Tra simbolismo e avanguardia
Appare subito chiara, nell’impaginazione di questo concerto, una linea programmatica precisa. Essa risulta ancora più evidente se messa in relazione con l’opera prescelta per l’inaugurazione della stagione, i Gurre-Lieder di Schönberg, anch’essi diretti dal maestro Chung. Tanto i Gurre-Lieder quanto gli autori e le musiche di questo concerto appartengono a una fase della storia della musica che ha posto le basi della civiltà moderna, dove moderna sta semplicemente per nostra, ossia del Novecento e di oggi. Non si tratta beninteso di basi esclusive, ma di radici profonde cui non è estraneo il fatto di aver anticipato con lucidità molti degli sviluppi futuri, e di averli rappresentati per così dire in anteprima. Il Mahler che stiamo per ascoltare non è quello gigantesco delle Sinfonie, ma quello più intimo e delicato dei Lieder giovanili d’ispirazione popolare, quasi uno storico e un veggente. Webern e Berg, che lo incorniciano in un’ideale corona d’affetti e di affinità, non sono ancora – come non lo era del resto nei Gurre-Lieder il loro maestro Schönberg – gli alfieri di una nuova scuola di pensiero e di azione (la cosiddetta seconda scuola di Vienna), ma artisti alla ricerca di se stessi, non ancora sicuri di trovarsi, ma convinti di testimoniare con forza la necessità delle loro scelte. L’epoca è quella del passaggio tra Ottocento e Novecento, un’epoca di crisi e di trasformazioni: crisi delle forme e dei linguaggi (in tutte le arti) e crisi dell’identità (si può ancora dire così?). L’epoca della “”Finis Austriae”” e dei “”laboratori dell’apocalisse””, delle secessioni e delle rivoluzioni; concetti con i quali ci siamo trastullati con sinistro piacere fino all’esaurimento, come se si trattasse di un mero gioco intellettuale. Ecco il punto. Essi non sono concetti, ma sentimenti, stati d’animo e visioni che oggi rinascono problematicamente in noi e con cui sentiamo più che mai il bisogno di confrontarci alla fonte. Anzi: in un certo senso, sono modi di essere e di compiere delle scelte.

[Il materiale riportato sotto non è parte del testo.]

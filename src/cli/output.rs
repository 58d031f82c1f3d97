use serde::Serialize;

use crate::model::task::NodeId;
use crate::model::tree::TaskTree;
use crate::parse::document::DATE_FORMAT;

// ---------------------------------------------------------------------------
// JSON output structs
// ---------------------------------------------------------------------------

#[derive(Serialize)]
pub struct TaskJson {
    pub content: String,
    pub slug: String,
    pub path: String,
    #[serde(skip_serializing_if = "Option::is_none")]
    pub due_date: Option<String>,
    #[serde(skip_serializing_if = "Option::is_none")]
    pub unique_id: Option<String>,
    #[serde(skip_serializing_if = "Vec::is_empty")]
    pub subnodes: Vec<TaskJson>,
}

#[derive(Serialize)]
pub struct CompletionJson {
    pub fallback: bool,
    pub fragment: String,
    pub candidates: Vec<String>,
}

// ---------------------------------------------------------------------------
// Conversions
// ---------------------------------------------------------------------------

/// JSON view of `node`, descending `depth` levels (`None` = all).
pub fn task_to_json(tree: &TaskTree, node: NodeId, depth: Option<usize>) -> Option<TaskJson> {
    let task = tree.get(node)?;
    let subnodes = match depth {
        Some(0) => Vec::new(),
        _ => tree
            .children(node)
            .iter()
            .filter_map(|c| task_to_json(tree, *c, depth.map(|d| d - 1)))
            .collect(),
    };
    Some(TaskJson {
        content: task.content().to_string(),
        slug: tree.slug_of(node).unwrap_or_default(),
        path: tree.full_path_str(node),
        due_date: task.due_date().map(|d| d.format(DATE_FORMAT).to_string()),
        unique_id: task.unique_id().map(str::to_string),
        subnodes,
    })
}

// ---------------------------------------------------------------------------
// Text output
// ---------------------------------------------------------------------------

/// Indented outline of `node`'s subtree, two spaces per level:
///
/// ```text
/// Home
///   Kitchen (kitchen)
///     Buy milk [2024-01-01] (MILK)
/// ```
///
/// Each non-root line ends with the slug used to address it.
pub fn format_tree(tree: &TaskTree, node: NodeId, depth: Option<usize>) -> String {
    let mut out = String::new();
    format_node(tree, node, depth, 0, &mut out);
    out
}

fn format_node(tree: &TaskTree, node: NodeId, depth: Option<usize>, indent: usize, out: &mut String) {
    let Some(task) = tree.get(node) else {
        return;
    };
    out.push_str(&"  ".repeat(indent));
    out.push_str(&task.to_string());
    if !task.is_root()
        && let Some(slug) = tree.slug_of(node)
    {
        out.push_str(&format!(" ({})", slug));
    }
    out.push('\n');

    if depth == Some(0) {
        return;
    }
    for child in tree.children(node) {
        format_node(tree, *child, depth.map(|d| d - 1), indent + 1, out);
    }
}

/// One line per child: `slug  content [date]`, with a trailing `/` on the
/// slug when the child has children of its own.
pub fn format_listing(tree: &TaskTree, node: NodeId) -> String {
    let mut out = String::new();
    for (child, slug) in tree.child_slugs(node) {
        if let Some(task) = tree.get(child) {
            let marker = if task.has_children() { "/" } else { "" };
            out.push_str(&format!("{}{}  {}\n", slug, marker, task));
        }
    }
    out
}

Che cosa significa inquadrare questo programma “”tra simbolismo e avanguardia””? Per quanto vi siano comprese correnti come il tardo romanticismo, il decadentismo, il simbolismo stesso, lo Jugendstil, l’impressionismo, l’espressionismo, esso non vuole indicare una connotazione storica, ma un valore ideale. I simboli che impregnano la musica di Mahler, di Berg, di Webern, non sono soltanto emblemi di un linguaggio e di uno stile, ma segnali di una coscienza del mondo interiore proiettata sul mondo esterno. Mezzi di conoscenza e di identificazione. E lo stesso vale per l’avanguardia. Che non significa status ideologico rapportato a un’idea di progresso, ma attitudine anzitutto morale a mettersi in prima fila per orientare la marcia, guardando costantemente avanti, ma interrogandosi anche sul passato. Un po’ come quei soldati di Mahler che, pur consapevoli della catastrofe, continuano a camminare nel fango e a guidare imperterriti i compagni nella danza verso la Terra Oscura, con la speranza di un mondo diverso, forse migliore.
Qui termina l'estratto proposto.